마지막으로 네트워크의 끝단 연산부분에 대해 살펴보자.

여기서는 average pooling, 1000-d fc, softmax를 수행한다.

단, 필자는 class가 2개이므로, 이 부분은 dataset에 맞게 변경이 필요하다.

 

    # 2048 (same with AdaptiveAvgPool in Pytorch)
    x = layers.GlobalAveragePooling2D()(x)
    # classes = 2
    x = layers.Dense(2, activation='softmax')(x)

    return x

 

 

<Entire ResNet50 Model Code>

'''
< ResNet Architecture>
- ResNet "50"-layer
- 5_x Layer (1,3,4,6,3)
- skip connection
- Sequential model X
- Batch Normalization right after each convolution and before activation
'''

def ResNet(x):
    # input = 224 x 224 x 3

    # Conv1 -> 1
    x = layers.Conv2D(64, (7, 7), strides=2, padding='same', input_shape=(224, 224, 3))(x)  # 112x112x64
    x = layers.BatchNormalization()(x)
    x = layers.Activation('relu')(x)
    x = layers.MaxPool2D((3, 3), 2, padding='same')(x)  # 56x56x64
    shortcut = x

    # Conv2_x -> 3
    for i in range(3) :
        if i==0 :
            x = layers.Conv2D(64, (1, 1), strides=1, padding='same')(x)
            x = layers.BatchNormalization()(x)
            x = layers.Activation('relu')(x)
            x = layers.Conv2D(64, (3, 3), strides=1, padding='same')(x)
            x = layers.BatchNormalization()(x)
            x = layers.Activation('relu')(x)
            x = layers.Conv2D(256, (1, 1), strides=1, padding='same')(x)
            x = layers.BatchNormalization()(x)
            x = layers.Activation('relu')(x)

            # In case of i = 0 (for Dimension Identity)
            # shortcut should enter as input with x
            shortcut = layers.Conv2D(256, (1, 1), strides=1, padding='same')(shortcut)
            shortcut = layers.BatchNormalization()(shortcut)
            shortcut = layers.Activation('relu')(shortcut)

            x = layers.Add()([x, shortcut])
            shortcut = x    # 56x56x256

        else :
            x = layers.Conv2D(64, (1, 1), strides=1, padding='same')(x)
            x = layers.BatchNormalization()(x)
            x = layers.Activation('relu')(x)
            x = layers.Conv2D(64, (3, 3), strides=1, padding='same')(x)
            x = layers.BatchNormalization()(x)
            x = layers.Activation('relu')(x)
            x = layers.Conv2D(256, (1, 1), strides=1, padding='same')(x)
            x = layers.BatchNormalization()(x)
            x = layers.Activation('relu')(x)
            x = layers.Add()([x, shortcut])
            shortcut = x    # 56x56x256

    # Conv3_x -> 4
    for i in range(4) :
        if i==0 :
            x = layers.Conv2D(128, (1, 1), strides=2, padding='same')(x)
            x = layers.BatchNormalization()(x)
            x = layers.Activation('relu')(x)
            x = layers.Conv2D(128, (3, 3), strides=1, padding='same')(x)
            x = layers.BatchNormalization()(x)
            x = layers.Activation('relu')(x)
            x = layers.Conv2D(512, (1, 1), strides=1, padding='same')(x)
            x = layers.BatchNormalization()(x)
            x = layers.Activation('relu')(x)
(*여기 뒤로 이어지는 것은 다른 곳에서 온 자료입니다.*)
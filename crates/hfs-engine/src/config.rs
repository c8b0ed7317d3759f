//! Engine configuration, loaded from JSON.
//!
//! Every field has a default, so `{}` is a valid configuration file.

use std::f64::consts::TAU;
use std::path::Path;

use hfs_core::error::Result;
use hfs_geometry::{HeightFunction, SamplingSpec};
use hfs_mesh::{IndexBase, MeshOptions, NormalMode};
use serde::{Deserialize, Serialize};

#[derive(Debug, Clone, PartialEq, Default, Serialize, Deserialize)]
#[serde(default)]
pub struct EngineConfig {
    pub surface: SurfaceConfig,
    pub mesh: MeshConfig,
}

impl EngineConfig {
    pub fn from_json_str(json: &str) -> Result<Self> {
        Ok(serde_json::from_str(json)?)
    }

    pub fn load(path: impl AsRef<Path>) -> Result<Self> {
        let text = std::fs::read_to_string(path)?;
        Self::from_json_str(&text)
    }

    pub fn to_json_pretty(&self) -> Result<String> {
        Ok(serde_json::to_string_pretty(self)?)
    }
}

/// Spline surface request: `nu x nv` control points over `lx x ly`.
#[derive(Debug, Clone, PartialEq, Serialize, Deserialize)]
#[serde(default)]
pub struct SurfaceConfig {
    pub nu: usize,
    pub nv: usize,
    pub lx: f64,
    pub ly: f64,
    pub height: HeightFunction,
    /// Name of the host transaction wrapping body creation.
    pub transaction_name: String,
}

impl Default for SurfaceConfig {
    fn default() -> Self {
        Self {
            nu: 100,
            nv: 100,
            lx: 10.0,
            ly: 10.0,
            height: HeightFunction::surface_default(),
            transaction_name: "Create B-Spline Surface".to_string(),
        }
    }
}

impl SurfaceConfig {
    pub fn sampling_spec(&self) -> Result<SamplingSpec> {
        SamplingSpec::new(self.nu, self.nv, self.lx, self.ly)
    }
}

/// Display mesh request: a square `resolution x resolution` vertex grid.
#[derive(Debug, Clone, PartialEq, Serialize, Deserialize)]
#[serde(default)]
pub struct MeshConfig {
    pub resolution: usize,
    pub lx: f64,
    pub ly: f64,
    pub height: HeightFunction,
    pub index_base: IndexBase,
    pub normals: NormalMode,
    /// Name under which the display host stores the mesh.
    pub name: String,
}

impl Default for MeshConfig {
    fn default() -> Self {
        Self {
            resolution: 512,
            lx: 10.0,
            ly: 10.0,
            height: HeightFunction::RadialSine {
                amplitude: 0.3,
                frequency: TAU,
            },
            index_base: IndexBase::One,
            normals: NormalMode::ConstantUp,
            name: "height-field".to_string(),
        }
    }
}

impl MeshConfig {
    pub fn sampling_spec(&self) -> Result<SamplingSpec> {
        SamplingSpec::for_mesh(self.resolution, self.resolution, self.lx, self.ly)
    }

    pub fn options(&self) -> MeshOptions {
        MeshOptions {
            index_base: self.index_base,
            normals: self.normals,
        }
    }
}

#[cfg(test)]
mod tests {
    use super::*;
    use hfs_core::HfsError;

    #[test]
    fn test_empty_json_gives_defaults() {
        let config = EngineConfig::from_json_str("{}").unwrap();
        assert_eq!(config, EngineConfig::default());
        assert_eq!(config.surface.nu, 100);
        assert_eq!(config.mesh.resolution, 512);
        assert_eq!(config.mesh.index_base, IndexBase::One);
        assert_eq!(config.mesh.height, HeightFunction::mesh_default());
    }

    #[test]
    fn test_partial_override() {
        let json = r#"{
            "surface": { "nu": 8, "height": { "kind": "flat" } },
            "mesh": { "resolution": 16, "index_base": "zero", "normals": "face_cross" }
        }"#;
        let config = EngineConfig::from_json_str(json).unwrap();
        assert_eq!(config.surface.nu, 8);
        assert_eq!(config.surface.nv, 100);
        assert_eq!(config.surface.height, HeightFunction::Flat);
        assert_eq!(config.mesh.options().index_base, IndexBase::Zero);
        assert_eq!(config.mesh.options().normals, NormalMode::FaceCross);
    }

    #[test]
    fn test_malformed_json() {
        let err = EngineConfig::from_json_str("{ surface: 3 ").unwrap_err();
        assert!(matches!(err, HfsError::Config(_)));
    }

    #[test]
    fn test_invalid_values_fail_at_sampling() {
        let json = r#"{ "surface": { "nu": 1 }, "mesh": { "lx": -1.0 } }"#;
        let config = EngineConfig::from_json_str(json).unwrap();
        assert!(matches!(config.surface.sampling_spec(), Err(HfsError::Validation(_))));
        assert!(matches!(config.mesh.sampling_spec(), Err(HfsError::Validation(_))));
    }

    #[test]
    fn test_json_round_trip() {
        let config = EngineConfig::default();
        let text = config.to_json_pretty().unwrap();
        assert_eq!(EngineConfig::from_json_str(&text).unwrap(), config);
    }
}
//! HFSurf geometry: height-field sampling, knot vectors, boundary curves,
//! and cubic B-spline surface descriptors.

pub mod body;
pub mod boundary;
pub mod height;
pub mod nurbs;
pub mod sampling;
pub mod surface;

pub use body::{materialize_body, GeometryKernel, PatchBodyDefinition};
pub use boundary::{extract_boundaries, BoundaryCurve, BoundaryEdge, PatchBoundary};
pub use height::{HeightField, HeightFunction};
pub use nurbs::KnotVector;
pub use sampling::{sample_grid, ControlGrid, SamplingSpec};
pub use surface::SurfaceDescriptor;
            # In case of i = 0 (for Dimension Identity)
            # shortcut should enter as input with x, 112x112x64 -> 112x112x256
            shortcut = layers.Conv2D(512, (1, 1), strides=2, padding='same')(shortcut)
            shortcut = layers.BatchNormalization()(shortcut)
            shortcut = layers.Activation('relu')(shortcut)

            x = layers.Add()([x, shortcut])
            shortcut = x    # 28x28x512

        else :
            x = layers.Conv2D(128, (1, 1), strides=1, padding='same')(x)
            x = layers.BatchNormalization()(x)
            x = layers.Activation('relu')(x)
            x = layers.Conv2D(128, (3, 3), strides=1, padding='same')(x)
            x = layers.BatchNormalization()(x)
            x = layers.Activation('relu')(x)
            x = layers.Conv2D(512, (1, 1), strides=1, padding='same')(x)
            x = layers.BatchNormalization()(x)
            x = layers.Activation('relu')(x)
            x = layers.Add()([x, shortcut])
            shortcut = x    # 28x28x512

    # Conv4_x -> 6
    for i in range(6) :
        if i==0 :
            x = layers.Conv2D(256, (1, 1), strides=2, padding='same')(x)
            x = layers.BatchNormalization()(x)
            x = layers.Activation('relu')(x)
            x = layers.Conv2D(256, (3, 3), strides=1, padding='same')(x)
            x = layers.BatchNormalization()(x)
            x = layers.Activation('relu')(x)
            x = layers.Conv2D(1024, (1, 1), strides=1, padding='same')(x)
            x = layers.BatchNormalization()(x)
            x = layers.Activation('relu')(x)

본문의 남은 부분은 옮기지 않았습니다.